HOW TO COMPLETE THIS TASK: Once you have read the entries, copy all of them exactly.

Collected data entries
BEGIN

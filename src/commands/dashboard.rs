use crate::analysis::aggregate::{
    compute_stats, keyword_rows, last_tracked_at, observation_count, top_n,
};
use crate::analysis::history::analyze_rank_history;
use crate::analysis::series::{build_time_series, chart_keywords, legend_entries};
use crate::commands::db::{get_db_connection, load_app, load_apps, load_keyword, load_keywords_with_rankings, load_rankings};
use crate::commands::settings::{load_effective_settings, EffectiveSettings};
use crate::models::app::App;
use crate::models::dashboard::{AppDashboard, Overview, RankHistorySummary, TimeRange};
use crate::models::keyword::KeywordRankings;
use crate::models::ranking::RankObservation;
use chrono::{DateTime, FixedOffset};

/// Summary across every app in the workspace.
pub async fn get_overview(workspace_path: String) -> Result<Overview, String> {
    let conn = get_db_connection(&workspace_path).map_err(|e| format!("DB error: {e}"))?;

    let apps = load_apps(&conn).map_err(|e| format!("Query error: {e}"))?;
    let app_ids: Vec<String> = apps.iter().map(|app| app.id.clone()).collect();
    let keywords = load_keywords_with_rankings(&conn, &app_ids)
        .map_err(|e| format!("Query error: {e}"))?;

    Ok(Overview {
        app_count: apps.len(),
        stats: compute_stats(&keywords),
    })
}

/// Everything the per-app dashboard renders, computed from one snapshot.
///
/// `range` is one of `1d`, `7d`, `30d`, `90d`; the configured default is used
/// when it is omitted.
pub async fn get_app_dashboard(
    workspace_path: String,
    app_id: String,
    range: Option<String>,
) -> Result<AppDashboard, String> {
    let settings = load_effective_settings(&workspace_path)?;
    let range = match range {
        Some(value) => TimeRange::parse(&value).ok_or(format!("Unsupported time range: {value}"))?,
        None => settings.default_time_range,
    };

    let conn = get_db_connection(&workspace_path).map_err(|e| format!("DB error: {e}"))?;
    let app = load_app(&conn, &app_id)
        .map_err(|e| format!("Read error: {e}"))?
        .ok_or(format!("App not found: {app_id}"))?;
    let keywords = load_keywords_with_rankings(&conn, &[app_id])
        .map_err(|e| format!("Query error: {e}"))?;

    Ok(build_app_dashboard(
        app,
        &keywords,
        range,
        settings.local_now(),
        &settings,
    ))
}

pub async fn get_rank_history(
    workspace_path: String,
    keyword_id: String,
) -> Result<Option<RankHistorySummary>, String> {
    let settings = load_effective_settings(&workspace_path)?;
    let conn = get_db_connection(&workspace_path).map_err(|e| format!("DB error: {e}"))?;

    load_keyword(&conn, &keyword_id)
        .map_err(|e| format!("Read error: {e}"))?
        .ok_or(format!("Keyword not found: {keyword_id}"))?;
    let observations = load_rankings(&conn, &keyword_id).map_err(|e| format!("Read error: {e}"))?;

    Ok(analyze_rank_history(
        &keyword_id,
        &observations,
        settings.history_rank_cutoff,
    ))
}

fn build_app_dashboard(
    app: App,
    keywords: &[KeywordRankings],
    range: TimeRange,
    now: DateTime<FixedOffset>,
    settings: &EffectiveSettings,
) -> AppDashboard {
    let top_keywords = top_n(keywords, settings.top_keyword_count);

    let top_observations: Vec<RankObservation> = keywords
        .iter()
        .filter(|k| top_keywords.iter().any(|top| top.keyword.id == k.keyword.id))
        .flat_map(|k| k.rankings.iter().cloned())
        .collect();

    let series = build_time_series(&top_keywords, range, &top_observations, now);
    let legend = legend_entries(&top_keywords, &series);

    AppDashboard {
        app,
        range,
        stats: compute_stats(keywords),
        observation_count: observation_count(keywords),
        last_tracked_at: last_tracked_at(keywords),
        chart_keywords: chart_keywords(&top_keywords, settings.chart_keyword_count),
        top_keywords,
        series,
        legend,
        keyword_rows: keyword_rows(keywords),
    }
}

END

OUTPUT:
filename src/commands/dashboard.rs
use crate::analysis::aggregate::{
    compute_stats, keyword_rows, last_tracked_at, observation_count, top_n,
};
use crate::analysis::history::analyze_rank_history;
use crate::analysis::series::{build_time_series, chart_keywords, legend_entries};
use crate::commands::db::{get_db_connection, load_app, load_apps, load_keyword, load_keywords_with_rankings, load_rankings};
use crate::commands::settings::{load_effective_settings, EffectiveSettings};
use crate::models::app::App;
use crate::models::dashboard::{AppDashboard, Overview, RankHistorySummary, TimeRange};
use crate::models::keyword::KeywordRankings;
use crate::models::ranking::RankObservation;
use chrono::{DateTime, FixedOffset};

/// Summary across every app in the workspace.
pub async fn get_overview(workspace_path: String) -> Result<Overview, String> {
    let conn = get_db_connection(&workspace_path).map_err(|e| format!("DB error: {e}"))?;

    let apps = load_apps(&conn).map_err(|e| format!("Query error: {e}"))?;
    let app_ids: Vec<String> = apps.iter().map(|app| app.id.clone()).collect();
    let keywords = load_keywords_with_rankings(&conn, &app_ids)
        .map_err(|e| format!("Query error: {e}"))?;

    Ok(Overview {
        app_count: apps.len(),
        stats: compute_stats(&keywords),
    })
}

/// Everything the per-app dashboard renders, computed from one snapshot.
///
/// `range` is one of `1d`, `7d`, `30d`, `90d`; the configured default is used
/// when it is omitted.
pub async fn get_app_dashboard(
    workspace_path: String,
    app_id: String,
    range: Option<String>,
) -> Result<AppDashboard, String> {
    let settings = load_effective_settings(&workspace_path)?;
    let range = match range {
        Some(value) => TimeRange::parse(&value).ok_or(format!("Unsupported time range: {value}"))?,
        None => settings.default_time_range,
    };

    let conn = get_db_connection(&workspace_path).map_err(|e| format!("DB error: {e}"))?;
    let app = load_app(&conn, &app_id)
        .map_err(|e| format!("Read error: {e}"))?
        .ok_or(format!("App not found: {app_id}"))?;
    let keywords = load_keywords_with_rankings(&conn, &[app_id])
        .map_err(|e| format!("Query error: {e}"))?;

    Ok(build_app_dashboard(
        app,
        &keywords,
        range,
        settings.local_now(),
        &settings,
    ))
}

pub async fn get_rank_history(
    workspace_path: String,
    keyword_id: String,
) -> Result<Option<RankHistorySummary>, String> {
    let settings = load_effective_settings(&workspace_path)?;
    let conn = get_db_connection(&workspace_path).map_err(|e| format!("DB error: {e}"))?;

    load_keyword(&conn, &keyword_id)
        .map_err(|e| format!("Read error: {e}"))?
        .ok_or(format!("Keyword not found: {keyword_id}"))?;
    let observations = load_rankings(&conn, &keyword_id).map_err(|e| format!("Read error: {e}"))?;

    Ok(analyze_rank_history(
        &keyword_id,
        &observations,
        settings.history_rank_cutoff,
    ))
}

fn build_app_dashboard(
    app: App,
    keywords: &[KeywordRankings],
    range: TimeRange,
    now: DateTime<FixedOffset>,
    settings: &EffectiveSettings,
) -> AppDashboard {
    let top_keywords = top_n(keywords, settings.top_keyword_count);

    let top_observations: Vec<RankObservation> = keywords
        .iter()
        .filter(|k| top_keywords.iter().any(|top| top.keyword.id == k.keyword.id))
        .flat_map(|k| k.rankings.iter().cloned())
        .collect();

    let series = build_time_series(&top_keywords, range, &top_observations, now);
    let legend = legend_entries(&top_keywords, &series);

    AppDashboard {
        app,
        range,
        stats: compute_stats(keywords),
        observation_count: observation_count(keywords),
        last_tracked_at: last_tracked_at(keywords),
        chart_keywords: chart_keywords(&top_keywords, settings.chart_keyword_count),
        top_keywords,
        series,
        legend,
        keyword_rows: keyword_rows(keywords),
    }
}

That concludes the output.